Why don’t we take the column and move it to a row, and then we’ll make it nested. So instead I’m gonna do a nested row. Okay. This isn’t a very good way to see it either, so I’m actually going to go down into my filters, and instead of selecting the row I’ll filter to Source medium, contains, CPC, and hit apply. Okay so now I can see these are the top landing pages, online degrees, number one admissions apply, MSW, looks like some programs here. So this should give you program level or, you know, landing page level I guess for your paid search campaigns with how many applications were submitted with that session. So that is another example of how you might use Explorations, and then if that is all too complicated I just want to remind everybody that we have this Dashboard, the GA4 dashboard that we created. … Shad, I don’t know how it’s accessible to everybody but I think you have it published somewhere, correct?
[Shad Jessen] Yes, it’s on our Webguide site.
[Tiffany] Okay, so if you just need super high level data fast you can always access this Dashboard. You can select your site, so essentially come up to this drop down, I’m just going to search for online, I’m gonna do the hostname online programs, our online programs. Once you do that then the entire report is filtered to your website pages and you basically get everything that you need, at least from a high business objective level. So we have sessions, users, all of these conversions that we’ve identified by Channel applications, device type, we have Geographic data on this page. I’m trying to go through quickly because we have time for some questions… page engagement, so essentially what we’ve done is we’ve piped in all of the GA4 data into this dashboard and just tried to make it a little bit more digestible.
So this is sort of a third option. We have, you know, the general reports in GA4, the exploration custom reports, or dashboards. And those are, you know, the three primary ways to use your GA4 data. Alright, I think that wraps up the demo portion. Do we have any questions or use cases that we might want to take a look at? …
[Participant] Thank you. This is Ricardo from the online programs. I run advertising for our online school. So, my question is, how capable of, or how possible is it, for us to create audiences based on these events?
[Tiffany] That is a great question. You can either create an audience from the report interface itself, so, like, I could go to segments and create a custom segment here let’s say. Do you want to give me a scenario? … Like somebody hitting a specific page or coming through a specific campaign?

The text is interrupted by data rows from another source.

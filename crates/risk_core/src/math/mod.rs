//! Mathematical building blocks for risk simulation.
//!
//! - [`distributions`]: standard normal cdf and quantile
//! - [`correlation`]: correlation matrices and their Cholesky factors

pub mod correlation;
pub mod distributions;
//! Workshop catalog validation
//!
//! Resolves a game's app ID to its workshop browse front page, confirms the
//! site did not redirect away from the canonical listing (which it does for
//! unknown IDs) and extracts the display name and total page count.

use anyhow::{anyhow, Result};
use scraper::{Html, Selector};
use tracing::{debug, warn};

use crate::domain::CatalogInfo;

use super::config::{selectors, WorkshopEndpoints};
use super::error::CrawlError;
use super::page_fetcher::PageFetcher;

pub struct CatalogValidator {
    fetcher: PageFetcher,
    endpoints: WorkshopEndpoints,
    name_selector: Selector,
    paging_selector: Selector,
}

impl CatalogValidator {
    pub fn new(fetcher: PageFetcher, endpoints: WorkshopEndpoints) -> Result<Self> {
        Ok(Self {
            fetcher,
            endpoints,
            name_selector: compile(selectors::APP_NAME)?,
            paging_selector: compile(selectors::LAST_PAGE_CONTROL)?,
        })
    }

    /// Validate that `app_id` has a workshop catalog and return its facts.
    ///
    /// A non-canonical final URL and an unparsable paging control are
    /// equally fatal; a missing name or missing paging control is not.
    pub async fn validate(&self, app_id: &str) -> Result<CatalogInfo, CrawlError> {
        let url = self.endpoints.browse_root(app_id);
        let page = self.fetcher.fetch(&url).await?;

        let canonical = self.endpoints.is_canonical_browse(&page.final_url);
        if !canonical {
            warn!(
                "workshop browse for app {app_id} resolved to '{}' instead of the canonical listing",
                page.final_url
            );
        }

        let document = page.document();
        let app_name = self.extract_app_name(&document).unwrap_or_default();
        let total_pages = self.extract_total_pages(&document);

        match (canonical, total_pages) {
            (true, Ok(total_pages)) => {
                debug!("app {app_id} resolved to '{app_name}' with {total_pages} pages");
                Ok(CatalogInfo {
                    app_name,
                    total_pages,
                })
            }
            _ => Err(CrawlError::validation(app_id)),
        }
    }

    /// Display name from the front page header. Not every catalog front
    /// page carries the header, so absence is tolerated.
    fn extract_app_name(&self, document: &Html) -> Option<String> {
        document
            .select(&self.name_selector)
            .next()
            .map(|element| element.text().collect::<String>().trim().to_string())
            .filter(|name| !name.is_empty())
    }

    /// Total page count from the second-to-last paging control. An absent
    /// control means a single-page catalog (0); a control that fails to
    /// parse as a number marks the validation failed.
    fn extract_total_pages(&self, document: &Html) -> Result<u32, std::num::ParseIntError> {
        let Some(element) = document.select(&self.paging_selector).next() else {
            return Ok(0);
        };

        let text = element.text().collect::<String>().trim().to_string();
        text.parse::<u32>().map_err(|e| {
            warn!("error parsing page count '{text}': {e}");
            e
        })
    }
}

fn compile(selector: &str) -> Result<Selector> {
    Selector::parse(selector).map_err(|e| anyhow!("invalid selector '{selector}': {e}"))
}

[Participant] Yeah, we can we can just use a website visit to MBA.
[Tiffany] Okay, so here’s where we create the audience rule. So I would want to include users that contain, or that come through a specific campaign. So if we do campaign we can select either the session campaign or their first… the first user Campaign, which would essentially be the first campaign that they came through. So, I would actually do the user scoped one for now since this is an audience, and then you add your filter, so is your campaign name, does it have MBA in it?
[Participant] It does.
[Tiffany] Okay, so I’m just going to hit contains, and then search for MBA, and then hit apply. And you should see on this right hand side it’s building an audience that will tell you roughly how many people would be in that audience. Okay, so I have 5.4K from September 1st to November 30th. You can create more rules, so you could say they came through this campaign and they, you know, visited this website or they took this action, and then you can also add sequences.
So, if you wanted it to be people who came through the campaign and then maybe they came through again on organic…organic search, etc., you could also add exclusions. And then, once you have this…right now I’m just building it out as a segment to apply to my report, but you can click this build an audience selection and this is…I don’t know if you’re familiar with the way that Universal analytics works, but you basically select your membership duration. You can set to maximum and hit apply, save and apply, and now my report is going to filter to that audience. If it wants to load. But it will also be available to you … Oh, it’s probably not going to because of all this weird filtering I’ve already done. If you go to admin, go to audiences, there’s our audience right now, so it is only sort of forward-looking. So when you build an audience you have to remember that, you know,you only get the data from that point forward. But now you can take that audience and you can pipe that into your your Google ads platform.
[Participant] Great, well, thanks for showing us that, thank you.
[Tiffany] No problem. You can also use this interface to create a new audience, and they have some canned ones in here you know, like these are all e-commerce but maybe anybody that submitted an RFI… … I guess none of these really apply. Templates like technology, mobile users, desktop users, acquisition, etc. Yeah, pretty similar to the way the universal analytics form worked.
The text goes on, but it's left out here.